The Department of Art History at the University of Rijeka in collaboration with the Department of Theology at the University of Zagreb organized the first conference of iconographic studies in 2007, and thus conceived the idea of establishing the center that is intended to become the platform for academics from different disciplines in researching the interpretation of visual arts. In 2008 the proceedings of the 2007 conference were published, and both conference and the journal continue to be organized annually. In 2011 CIS organized Art History Day in Rijeka, which has become an annual event for the region, especially oriented towards students and younger people. PURITEKA, an e-journal for students' articles has also been published. Since 2010, CIS has been a partner to a European project in culture: "Francia media – Cradles of European Culture".

The Center for Advanced Studies of Southeastern Europe (CAS – SEE) "is an organizational unit of the University of Rijeka specialized in the social sciences and humanities. Designed as a regional hub for high-level academic research, the Center aims to stimulate public discourses on topics with high societal relevance for the region and Europe. The vision of the Center is to promote freedom of research and to ensure the necessary prerequisites for innovative, intellectual and scientific development. The Center strives to strengthen the transnational and regional scientific cooperation on a range of socially pressing issues with relevance for the Humanistic and Social Sciences."

===Rectors===
Heads of the university hold the title of Rector (Rektor) and are currently elected to four-year terms. There have been 16 rectors (14 men and 2 women) since the university's establishment in 1973.

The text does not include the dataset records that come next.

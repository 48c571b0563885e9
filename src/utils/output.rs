//! # 美化输出工具
//!
//! 提供统一的终端输出样式。
//!
//! ## 依赖关系
//! - 被所有 `commands/` 模块使用
//! - 使用 `colored` crate

use colored::Colorize;

/// 打印成功消息
pub fn print_success(msg: &str) {
    println!("{} {}", "[OK]".green().bold(), msg);
}

/// 打印错误消息
pub fn print_error(msg: &str) {
    eprintln!("{} {}", "[ERR]".red().bold(), msg);
}

/// 打印警告消息（解析诊断也走这里）
pub fn print_warning(msg: &str) {
    eprintln!("{} {}", "[WARN]".yellow().bold(), msg);
}

/// 打印信息消息
pub fn print_info(msg: &str) {
    println!("{} {}", "[*]".blue().bold(), msg);
}

/// 打印完成消息
pub fn print_done(msg: &str) {
    println!("{} {}", "[DONE]".green().bold(), msg);
}

/// 打印标题栏
pub fn print_header(title: &str) {
    let line = "─".repeat(60);
    println!("\n{}", line.dimmed());
    println!("  {}", title.bold());
    println!("{}\n", line.dimmed());
}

- 1973–1976 - Zorislav Sapunar
- 1976–1978 - Zoran Kompanjet
- 1978–1980 - Josip Deželjin
- 1980–1984 - Slobodan Marin
- 1984–1986 - Predrag Stanković
- 1986–1989 - Mirko Krpan
- 1989–1991 - Petar Šarčević
- 1991–1993 - Elso Kuljanić
- 1993–1998 - Katica Ivanišević
- 1998–1999 - Danilo Pavešić
- 1999–2000 - Josip Brnić
- 2000–2009 - Daniel Rukavina
- 2009–2017 - Pero Lučin
- 2017–2025 - Snježana Prijić-Samaržija
- 2025–2026 - Davor Vašiček
- 2026–present - Goran Hauser

Source: List of rectors at the University of Rijeka website.

==Student projects==
Students at University of Rijeka work on various fields, and majority of projects are founded by Student council of Uniri.

Biggest examples are Onetius, Student Day Festival, Riteh Racing Team, NeuRi and Debate League of Rijeka.

== International rankings ==

The university not ranked by QS, ranking 1066 by USN, and 1329 by CWUR. It is not listed for THE.